» **Your assignment**
Every line below that holds the string "AppConfig" should be copied out.

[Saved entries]
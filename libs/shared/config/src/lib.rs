use std::env;
use tracing::warn;

/// Calibration for the `best` doctor ordering.
///
/// The defaults are hand-picked, not derived: a doctor saturates the volume
/// term at 500 completed appointments, and having any review at all earns a
/// flat 0.1 bonus. Changing them changes ranking output.
#[derive(Debug, Clone, Copy, PartialEq)]
pub struct RankingWeights {
    pub volume_weight: f64,
    pub appointment_saturation: f64,
    pub rating_weight: f64,
    pub review_bonus: f64,
}

impl Default for RankingWeights {
    fn default() -> Self {
        Self {
            volume_weight: 0.6,
            appointment_saturation: 500.0,
            rating_weight: 0.4,
            review_bonus: 0.1,
        }
    }
}

impl RankingWeights {
    pub fn from_env() -> Self {
        let defaults = Self::default();

        Self {
            volume_weight: env_f64("BEST_SCORE_VOLUME_WEIGHT", defaults.volume_weight),
            appointment_saturation: env_f64(
                "BEST_SCORE_APPOINTMENT_SATURATION",
                defaults.appointment_saturation,
            ),
            rating_weight: env_f64("BEST_SCORE_RATING_WEIGHT", defaults.rating_weight),
            review_bonus: env_f64("BEST_SCORE_REVIEW_BONUS", defaults.review_bonus),
        }
    }
}

#[derive(Debug, Clone)]
pub struct AppConfig {
    pub supabase_url: String,
    pub supabase_anon_key: String,
    pub ranking: RankingWeights,
    pub port: u16,
}

impl AppConfig {
    pub fn from_env() -> Self {
        let config = Self {
            supabase_url: env::var("SUPABASE_URL")
                .unwrap_or_else(|_| {
                    warn!("SUPABASE_URL not set, using empty value");
                    String::new()
                }),
            supabase_anon_key: env::var("SUPABASE_ANON_PUBLIC_KEY")
                .unwrap_or_else(|_| {
                    warn!("SUPABASE_ANON_PUBLIC_KEY not set, using empty value");
                    String::new()
                }),
            ranking: RankingWeights::from_env(),
            port: env::var("PORT")
                .ok()
                .and_then(|value| value.parse().ok())
                .unwrap_or(3000),
        };

        if !config.is_configured() {
            warn!("Application not fully configured - missing environment variables");
        }

        config
    }

    pub fn is_configured(&self) -> bool {
        !self.supabase_url.is_empty() && !self.supabase_anon_key.is_empty()
    }
}

fn env_f64(key: &str, default: f64) -> f64 {
    match env::var(key) {
        Ok(raw) => match raw.trim().parse::<f64>() {
            Ok(value) if value.is_finite() => value,
            _ => {
                warn!("{} is not a valid number ({}), using default {}", key, raw, default);
                default
            }
        },
        Err(_) => default,
    }
}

» **Answer to the exercise**
pub struct AppConfig {
impl AppConfig {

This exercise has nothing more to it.